What is needed is an exact copy of the entries below, from the line that contains "capacity must be" through the final line, both included, and nothing else.

» Records excerpted from a collection
============
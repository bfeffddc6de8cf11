//! Course model.
//!
//! A course is the unit being placed on the timetable. It references its
//! instructor and required resources by id; the catalog owning those
//! entities resolves them.
//!
//! # Sessions
//! One committed slot represents the whole course. `sessions_per_week`
//! is validated and reported but not expanded into separate bookings.

use std::collections::BTreeSet;
use std::hash::{Hash, Hasher};

use chrono::Weekday;
use serde::{Deserialize, Serialize};

/// A course to be scheduled.
///
/// Equality and hashing use `id` only.
#[derive(Debug, Clone, Serialize, Deserialize)]
pub struct Course {
    /// Unique course identifier.
    pub id: String,
    /// Display name.
    pub name: String,
    /// Teaching instructor.
    pub instructor_id: String,
    /// Seats the room must provide.
    pub required_capacity: u32,
    /// Session length (minutes).
    pub duration_minutes: u32,
    /// Sessions per week (>= 1).
    #[serde(default = "default_sessions")]
    pub sessions_per_week: u32,
    /// Equipment tags the room must provide.
    #[serde(default)]
    pub required_equipment: BTreeSet<String>,
    /// Days the course would rather run on. Empty = no preference.
    #[serde(default)]
    pub preferred_days: Vec<Weekday>,
    /// Resource ids needed; the first is the room bound at commit time.
    #[serde(default)]
    pub required_resources: Vec<String>,
    /// Students currently enrolled.
    #[serde(default)]
    pub enrolled: u32,
}

fn default_sessions() -> u32 {
    1
}

/// Enrollment snapshot for a course.
#[derive(Debug, Clone, PartialEq, Serialize)]
pub struct CapacityInfo {
    pub course_id: String,
    pub course_name: String,
    pub total_capacity: u32,
    pub enrolled_students: u32,
    pub available_seats: u32,
    pub occupancy_percent: f64,
}

impl Course {
    /// Creates a one-hour, single-session course.
    pub fn new(
        id: impl Into<String>,
        name: impl Into<String>,
        instructor_id: impl Into<String>,
    ) -> Self {
        Self {
            id: id.into(),
            name: name.into(),
            instructor_id: instructor_id.into(),
            required_capacity: 1,
            duration_minutes: 60,
            sessions_per_week: 1,
            required_equipment: BTreeSet::new(),
            preferred_days: Vec::new(),
            required_resources: Vec::new(),
            enrolled: 0,
        }
    }

    /// Sets the required seat count.
    pub fn with_capacity(mut self, capacity: u32) -> Self {
        self.required_capacity = capacity;
        self
    }

    /// Sets the session length.
    pub fn with_duration(mut self, minutes: u32) -> Self {
        self.duration_minutes = minutes;
        self
    }

    /// Sets sessions per week.
    pub fn with_sessions(mut self, sessions: u32) -> Self {
        self.sessions_per_week = sessions;
        self
    }

    /// Adds a required equipment tag.
    pub fn with_equipment(mut self, tag: impl Into<String>) -> Self {
        self.required_equipment.insert(tag.into());
        self
    }

    /// Adds a preferred day.
    pub fn with_preferred_day(mut self, day: Weekday) -> Self {
        self.preferred_days.push(day);
        self
    }

    /// Adds a required resource.
    pub fn with_resource(mut self, resource_id: impl Into<String>) -> Self {
        self.required_resources.push(resource_id.into());
        self
    }

    /// Room bound at commit time.
    pub fn primary_resource(&self) -> Option<&str> {
        self.required_resources.first().map(String::as_str)
    }

    /// Self-consistency checks.
    ///
    /// Returns every problem found; an empty list means the course is valid.
    pub fn validate(&self) -> Vec<String> {
        let mut errors = Vec::new();
        if self.id.trim().is_empty() || self.name.trim().is_empty() {
            errors.push("Course must have ID and name".to_string());
        }
        if self.required_capacity == 0 {
            errors.push(format!("Course {} capacity must be positive", self.id));
        }
        if self.duration_minutes == 0 {
            errors.push(format!("Course {} duration must be positive", self.id));
        }
        if self.sessions_per_week < 1 {
            errors.push(format!("Course {} must have at least 1 session per week", self.id));
        }
        errors
    }

    /// Whether `day` satisfies the day preference (always true without one).
    pub fn prefers_day(&self, day: Weekday) -> bool {
        self.preferred_days.is_empty() || self.preferred_days.contains(&day)
    }

    /// Enrollment snapshot.
    pub fn capacity_info(&self) -> CapacityInfo {
        let occupancy_percent = if self.required_capacity == 0 {
            0.0
        } else {
            f64::from(self.enrolled) / f64::from(self.required_capacity) * 100.0
        };
        CapacityInfo {
            course_id: self.id.clone(),
            course_name: self.name.clone(),
            total_capacity: self.required_capacity,
            enrolled_students: self.enrolled,
            available_seats: self.required_capacity.saturating_sub(self.enrolled),
            occupancy_percent,
        }
    }
}

impl PartialEq for Course {
    fn eq(&self, other: &Self) -> bool {
        self.id == other.id
    }
}

impl Eq for Course {}

impl Hash for Course {
    fn hash<H: Hasher>(&self, state: &mut H) {
        self.id.hash(state);
    }
}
============
» Problem solution
            errors.push(format!("Course {} capacity must be positive", self.id));
        }
        if self.duration_minutes == 0 {
            errors.push(format!("Course {} duration must be positive", self.id));
        }
        if self.sessions_per_week < 1 {
            errors.push(format!("Course {} must have at least 1 session per week", self.id));
        }
        errors
    }

    /// Whether `day` satisfies the day preference (always true without one).
    pub fn prefers_day(&self, day: Weekday) -> bool {
        self.preferred_days.is_empty() || self.preferred_days.contains(&day)
    }

    /// Enrollment snapshot.
    pub fn capacity_info(&self) -> CapacityInfo {
        let occupancy_percent = if self.required_capacity == 0 {
            0.0
        } else {
            f64::from(self.enrolled) / f64::from(self.required_capacity) * 100.0
        };
        CapacityInfo {
            course_id: self.id.clone(),
            course_name: self.name.clone(),
            total_capacity: self.required_capacity,
            enrolled_students: self.enrolled,
            available_seats: self.required_capacity.saturating_sub(self.enrolled),
            occupancy_percent,
        }
    }
}

impl PartialEq for Course {
    fn eq(&self, other: &Self) -> bool {
        self.id == other.id
    }
}

impl Eq for Course {}

impl Hash for Course {
    fn hash<H: Hasher>(&self, state: &mut H) {
        self.id.hash(state);
    }
}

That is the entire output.